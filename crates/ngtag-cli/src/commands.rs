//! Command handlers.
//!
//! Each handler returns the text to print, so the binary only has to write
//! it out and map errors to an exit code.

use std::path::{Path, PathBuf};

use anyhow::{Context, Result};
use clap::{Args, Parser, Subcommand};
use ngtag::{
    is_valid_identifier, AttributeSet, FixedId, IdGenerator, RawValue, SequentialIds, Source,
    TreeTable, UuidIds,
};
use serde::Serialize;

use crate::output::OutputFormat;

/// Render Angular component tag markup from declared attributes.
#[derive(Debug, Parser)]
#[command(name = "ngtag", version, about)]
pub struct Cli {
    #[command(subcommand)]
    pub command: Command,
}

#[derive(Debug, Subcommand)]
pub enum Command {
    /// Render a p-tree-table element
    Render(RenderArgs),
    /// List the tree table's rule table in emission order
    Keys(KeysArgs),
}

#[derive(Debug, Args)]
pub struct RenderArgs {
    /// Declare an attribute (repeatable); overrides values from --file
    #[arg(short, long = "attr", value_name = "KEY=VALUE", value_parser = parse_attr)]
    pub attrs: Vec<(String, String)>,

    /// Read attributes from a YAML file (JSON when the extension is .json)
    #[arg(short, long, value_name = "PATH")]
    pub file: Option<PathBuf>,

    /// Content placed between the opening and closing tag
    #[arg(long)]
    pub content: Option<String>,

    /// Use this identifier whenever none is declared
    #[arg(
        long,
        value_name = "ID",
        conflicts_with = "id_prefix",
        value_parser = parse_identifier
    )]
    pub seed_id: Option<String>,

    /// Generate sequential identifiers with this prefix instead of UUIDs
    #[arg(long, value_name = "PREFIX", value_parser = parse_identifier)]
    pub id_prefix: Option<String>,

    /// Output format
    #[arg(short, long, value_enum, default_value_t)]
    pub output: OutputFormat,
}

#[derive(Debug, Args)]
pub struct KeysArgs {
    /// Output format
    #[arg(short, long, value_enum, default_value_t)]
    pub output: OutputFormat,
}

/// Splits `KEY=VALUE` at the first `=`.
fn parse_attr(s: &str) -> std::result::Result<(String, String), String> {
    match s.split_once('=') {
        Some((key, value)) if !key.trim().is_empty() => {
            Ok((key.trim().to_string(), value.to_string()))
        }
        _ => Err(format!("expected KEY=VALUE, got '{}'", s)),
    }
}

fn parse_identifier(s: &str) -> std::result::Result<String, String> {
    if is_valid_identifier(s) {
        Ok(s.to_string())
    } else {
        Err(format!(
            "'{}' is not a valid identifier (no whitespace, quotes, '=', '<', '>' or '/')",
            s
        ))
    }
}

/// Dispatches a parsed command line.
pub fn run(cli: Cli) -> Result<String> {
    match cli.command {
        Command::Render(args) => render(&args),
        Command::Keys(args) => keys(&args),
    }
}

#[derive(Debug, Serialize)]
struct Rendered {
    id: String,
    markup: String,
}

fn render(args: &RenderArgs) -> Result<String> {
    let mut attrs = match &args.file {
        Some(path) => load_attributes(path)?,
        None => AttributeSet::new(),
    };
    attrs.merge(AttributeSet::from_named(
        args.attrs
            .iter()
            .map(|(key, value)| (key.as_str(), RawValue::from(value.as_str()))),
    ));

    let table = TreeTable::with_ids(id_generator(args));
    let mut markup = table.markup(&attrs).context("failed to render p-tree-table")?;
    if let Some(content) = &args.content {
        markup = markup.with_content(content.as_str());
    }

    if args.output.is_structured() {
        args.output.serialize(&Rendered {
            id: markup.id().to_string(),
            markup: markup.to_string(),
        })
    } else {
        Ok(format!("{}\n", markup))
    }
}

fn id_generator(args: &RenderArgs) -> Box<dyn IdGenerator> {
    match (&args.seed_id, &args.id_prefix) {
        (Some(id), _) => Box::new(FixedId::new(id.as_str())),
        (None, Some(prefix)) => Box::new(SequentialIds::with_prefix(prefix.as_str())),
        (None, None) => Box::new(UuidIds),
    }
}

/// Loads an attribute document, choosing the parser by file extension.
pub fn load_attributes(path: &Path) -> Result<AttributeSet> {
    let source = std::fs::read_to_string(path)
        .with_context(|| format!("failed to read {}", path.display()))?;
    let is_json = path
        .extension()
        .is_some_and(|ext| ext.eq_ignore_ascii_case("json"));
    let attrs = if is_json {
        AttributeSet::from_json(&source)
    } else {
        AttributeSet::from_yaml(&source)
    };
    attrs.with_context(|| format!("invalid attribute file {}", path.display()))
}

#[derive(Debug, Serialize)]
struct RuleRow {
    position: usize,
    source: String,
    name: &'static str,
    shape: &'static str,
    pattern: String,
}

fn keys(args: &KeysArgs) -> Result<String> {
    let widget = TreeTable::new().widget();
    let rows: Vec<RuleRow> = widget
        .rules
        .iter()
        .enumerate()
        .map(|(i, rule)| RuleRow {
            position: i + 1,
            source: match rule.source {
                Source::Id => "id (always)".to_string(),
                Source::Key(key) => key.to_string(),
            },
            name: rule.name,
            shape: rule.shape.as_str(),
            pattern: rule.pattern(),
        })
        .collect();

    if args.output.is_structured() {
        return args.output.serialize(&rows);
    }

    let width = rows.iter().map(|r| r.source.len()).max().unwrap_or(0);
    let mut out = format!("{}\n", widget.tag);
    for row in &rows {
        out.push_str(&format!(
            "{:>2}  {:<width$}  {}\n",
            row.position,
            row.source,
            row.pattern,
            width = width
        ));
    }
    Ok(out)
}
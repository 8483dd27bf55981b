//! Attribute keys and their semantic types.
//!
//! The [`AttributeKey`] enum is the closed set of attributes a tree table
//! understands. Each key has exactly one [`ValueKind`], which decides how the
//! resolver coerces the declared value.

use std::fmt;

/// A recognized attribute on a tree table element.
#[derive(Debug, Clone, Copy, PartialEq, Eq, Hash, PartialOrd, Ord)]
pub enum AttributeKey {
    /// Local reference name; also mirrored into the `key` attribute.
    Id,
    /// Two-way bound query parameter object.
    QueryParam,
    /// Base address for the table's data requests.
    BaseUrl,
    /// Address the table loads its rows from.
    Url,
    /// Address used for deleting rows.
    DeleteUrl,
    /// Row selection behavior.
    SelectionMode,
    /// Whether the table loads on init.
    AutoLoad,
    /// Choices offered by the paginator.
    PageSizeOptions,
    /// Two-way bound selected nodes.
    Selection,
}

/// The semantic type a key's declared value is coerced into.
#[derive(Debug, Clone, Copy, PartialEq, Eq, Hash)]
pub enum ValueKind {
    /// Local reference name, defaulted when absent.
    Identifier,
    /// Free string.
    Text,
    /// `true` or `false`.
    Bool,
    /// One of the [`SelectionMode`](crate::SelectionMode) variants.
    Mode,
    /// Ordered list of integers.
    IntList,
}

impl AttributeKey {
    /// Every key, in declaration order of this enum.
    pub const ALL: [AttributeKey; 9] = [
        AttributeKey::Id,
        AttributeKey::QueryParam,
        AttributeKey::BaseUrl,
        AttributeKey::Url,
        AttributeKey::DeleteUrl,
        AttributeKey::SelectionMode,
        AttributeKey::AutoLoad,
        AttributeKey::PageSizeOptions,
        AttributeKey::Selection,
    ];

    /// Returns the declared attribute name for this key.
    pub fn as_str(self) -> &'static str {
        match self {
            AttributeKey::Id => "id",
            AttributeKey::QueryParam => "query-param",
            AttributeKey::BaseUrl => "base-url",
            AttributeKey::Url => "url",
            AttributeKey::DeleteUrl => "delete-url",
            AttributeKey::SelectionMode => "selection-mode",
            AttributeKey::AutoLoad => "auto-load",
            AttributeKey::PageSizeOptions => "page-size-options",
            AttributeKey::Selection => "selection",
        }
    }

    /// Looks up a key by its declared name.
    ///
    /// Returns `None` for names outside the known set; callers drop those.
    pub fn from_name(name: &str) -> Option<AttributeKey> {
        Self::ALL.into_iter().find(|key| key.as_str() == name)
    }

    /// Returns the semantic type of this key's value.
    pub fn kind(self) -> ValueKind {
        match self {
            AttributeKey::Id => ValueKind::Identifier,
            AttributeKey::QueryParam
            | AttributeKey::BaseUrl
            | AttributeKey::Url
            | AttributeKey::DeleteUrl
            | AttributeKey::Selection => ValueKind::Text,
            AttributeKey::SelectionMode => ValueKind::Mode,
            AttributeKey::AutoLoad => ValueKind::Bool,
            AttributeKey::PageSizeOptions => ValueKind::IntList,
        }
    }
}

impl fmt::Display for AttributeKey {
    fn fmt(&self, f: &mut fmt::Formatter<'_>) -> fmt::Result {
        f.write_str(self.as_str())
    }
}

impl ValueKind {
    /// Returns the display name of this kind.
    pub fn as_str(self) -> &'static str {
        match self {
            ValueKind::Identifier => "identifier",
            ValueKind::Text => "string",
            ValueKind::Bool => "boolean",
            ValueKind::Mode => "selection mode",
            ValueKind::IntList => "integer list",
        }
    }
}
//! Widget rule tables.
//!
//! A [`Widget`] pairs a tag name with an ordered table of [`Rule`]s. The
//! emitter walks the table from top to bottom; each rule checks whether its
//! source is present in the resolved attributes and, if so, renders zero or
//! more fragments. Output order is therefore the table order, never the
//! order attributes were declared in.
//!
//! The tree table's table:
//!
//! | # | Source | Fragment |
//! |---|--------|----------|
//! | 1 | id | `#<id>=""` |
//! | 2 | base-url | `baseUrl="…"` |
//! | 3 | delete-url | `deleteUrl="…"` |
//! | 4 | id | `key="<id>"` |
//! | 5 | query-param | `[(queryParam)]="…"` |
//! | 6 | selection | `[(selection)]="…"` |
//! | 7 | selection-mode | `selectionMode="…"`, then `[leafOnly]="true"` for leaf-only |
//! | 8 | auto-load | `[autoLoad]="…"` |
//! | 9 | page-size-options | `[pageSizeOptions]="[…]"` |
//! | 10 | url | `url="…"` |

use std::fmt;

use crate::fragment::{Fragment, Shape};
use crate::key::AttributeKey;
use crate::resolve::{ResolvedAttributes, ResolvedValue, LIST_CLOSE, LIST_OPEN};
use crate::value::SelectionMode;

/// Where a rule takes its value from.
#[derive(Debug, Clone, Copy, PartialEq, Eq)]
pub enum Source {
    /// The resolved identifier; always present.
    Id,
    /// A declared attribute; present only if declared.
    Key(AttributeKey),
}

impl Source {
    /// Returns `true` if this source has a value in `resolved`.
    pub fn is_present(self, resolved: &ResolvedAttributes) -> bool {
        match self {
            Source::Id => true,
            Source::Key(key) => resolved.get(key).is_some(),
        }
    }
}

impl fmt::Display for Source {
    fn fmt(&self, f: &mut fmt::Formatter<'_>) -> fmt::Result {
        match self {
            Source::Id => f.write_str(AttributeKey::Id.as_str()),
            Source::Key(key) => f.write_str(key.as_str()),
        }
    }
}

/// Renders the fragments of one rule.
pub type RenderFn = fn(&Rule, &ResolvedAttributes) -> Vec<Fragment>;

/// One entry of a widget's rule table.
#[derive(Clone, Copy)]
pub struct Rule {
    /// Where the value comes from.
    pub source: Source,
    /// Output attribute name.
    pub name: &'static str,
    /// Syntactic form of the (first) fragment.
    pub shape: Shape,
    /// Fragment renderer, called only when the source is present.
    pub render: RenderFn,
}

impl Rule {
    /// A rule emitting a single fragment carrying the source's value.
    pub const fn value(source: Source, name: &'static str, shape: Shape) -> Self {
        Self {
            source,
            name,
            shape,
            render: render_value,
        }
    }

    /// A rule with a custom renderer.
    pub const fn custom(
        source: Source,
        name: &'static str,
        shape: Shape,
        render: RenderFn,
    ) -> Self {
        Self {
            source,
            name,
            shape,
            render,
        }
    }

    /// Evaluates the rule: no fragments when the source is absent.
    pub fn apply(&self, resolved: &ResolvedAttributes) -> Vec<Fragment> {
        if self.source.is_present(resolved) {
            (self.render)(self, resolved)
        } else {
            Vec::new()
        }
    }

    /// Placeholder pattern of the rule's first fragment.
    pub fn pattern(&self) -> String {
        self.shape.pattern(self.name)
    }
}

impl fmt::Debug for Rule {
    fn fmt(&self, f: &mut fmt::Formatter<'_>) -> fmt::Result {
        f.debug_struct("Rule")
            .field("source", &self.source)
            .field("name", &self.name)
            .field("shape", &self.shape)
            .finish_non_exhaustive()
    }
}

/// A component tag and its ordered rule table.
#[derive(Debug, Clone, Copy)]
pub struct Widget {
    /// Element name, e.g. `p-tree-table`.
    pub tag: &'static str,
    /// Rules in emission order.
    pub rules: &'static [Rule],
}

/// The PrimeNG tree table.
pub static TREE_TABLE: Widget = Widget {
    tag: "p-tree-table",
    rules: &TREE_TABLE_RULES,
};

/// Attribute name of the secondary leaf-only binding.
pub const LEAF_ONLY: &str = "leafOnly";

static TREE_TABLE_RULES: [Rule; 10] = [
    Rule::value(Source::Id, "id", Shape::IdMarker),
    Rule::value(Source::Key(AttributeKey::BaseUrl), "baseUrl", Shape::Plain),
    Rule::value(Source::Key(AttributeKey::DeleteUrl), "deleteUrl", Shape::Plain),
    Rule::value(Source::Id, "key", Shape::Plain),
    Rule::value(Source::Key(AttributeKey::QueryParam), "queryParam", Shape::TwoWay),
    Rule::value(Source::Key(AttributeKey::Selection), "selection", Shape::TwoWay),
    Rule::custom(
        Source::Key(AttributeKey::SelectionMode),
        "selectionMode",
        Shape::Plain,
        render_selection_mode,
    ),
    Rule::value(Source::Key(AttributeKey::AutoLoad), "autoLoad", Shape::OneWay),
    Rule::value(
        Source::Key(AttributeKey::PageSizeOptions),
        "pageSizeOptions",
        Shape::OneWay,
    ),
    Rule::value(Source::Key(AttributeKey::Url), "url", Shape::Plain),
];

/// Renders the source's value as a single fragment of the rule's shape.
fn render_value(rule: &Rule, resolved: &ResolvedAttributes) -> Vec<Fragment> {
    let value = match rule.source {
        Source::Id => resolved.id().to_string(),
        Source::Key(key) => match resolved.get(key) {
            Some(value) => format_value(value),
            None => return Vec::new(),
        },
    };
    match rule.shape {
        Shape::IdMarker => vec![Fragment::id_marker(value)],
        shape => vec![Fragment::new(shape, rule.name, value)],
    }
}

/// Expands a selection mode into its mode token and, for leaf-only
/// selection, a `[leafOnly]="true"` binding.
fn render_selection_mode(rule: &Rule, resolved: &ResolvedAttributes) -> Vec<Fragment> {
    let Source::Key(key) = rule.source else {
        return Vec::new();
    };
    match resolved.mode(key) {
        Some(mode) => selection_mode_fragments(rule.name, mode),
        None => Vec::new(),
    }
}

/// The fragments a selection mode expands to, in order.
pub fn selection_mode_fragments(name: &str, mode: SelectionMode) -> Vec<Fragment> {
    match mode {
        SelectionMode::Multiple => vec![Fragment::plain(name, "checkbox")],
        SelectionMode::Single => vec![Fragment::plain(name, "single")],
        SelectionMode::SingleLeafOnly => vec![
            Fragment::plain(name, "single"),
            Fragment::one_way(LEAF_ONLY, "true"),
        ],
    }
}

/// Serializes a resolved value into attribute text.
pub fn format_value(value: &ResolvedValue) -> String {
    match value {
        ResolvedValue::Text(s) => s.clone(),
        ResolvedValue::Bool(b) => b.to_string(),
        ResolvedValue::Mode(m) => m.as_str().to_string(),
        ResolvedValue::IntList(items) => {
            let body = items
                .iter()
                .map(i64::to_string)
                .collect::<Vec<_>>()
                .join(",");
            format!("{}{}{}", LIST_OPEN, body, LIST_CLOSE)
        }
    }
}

# EXERCISE DIRECTIONS
Beginning at the first line of the data above, retype each line until you reach the line containing "extension is .json)", and include that one too. Add nothing else.

# OUTPUT FOR THIS TASK
filename crates/ngtag-cli/src/commands.rs
//! Command handlers.
//!
//! Each handler returns the text to print, so the binary only has to write
//! it out and map errors to an exit code.

use std::path::{Path, PathBuf};

use anyhow::{Context, Result};
use clap::{Args, Parser, Subcommand};
use ngtag::{
    is_valid_identifier, AttributeSet, FixedId, IdGenerator, RawValue, SequentialIds, Source,
    TreeTable, UuidIds,
};
use serde::Serialize;

use crate::output::OutputFormat;

/// Render Angular component tag markup from declared attributes.
#[derive(Debug, Parser)]
#[command(name = "ngtag", version, about)]
pub struct Cli {
    #[command(subcommand)]
    pub command: Command,
}

#[derive(Debug, Subcommand)]
pub enum Command {
    /// Render a p-tree-table element
    Render(RenderArgs),
    /// List the tree table's rule table in emission order
    Keys(KeysArgs),
}

#[derive(Debug, Args)]
pub struct RenderArgs {
    /// Declare an attribute (repeatable); overrides values from --file
    #[arg(short, long = "attr", value_name = "KEY=VALUE", value_parser = parse_attr)]
    pub attrs: Vec<(String, String)>,

    /// Read attributes from a YAML file (JSON when the extension is .json)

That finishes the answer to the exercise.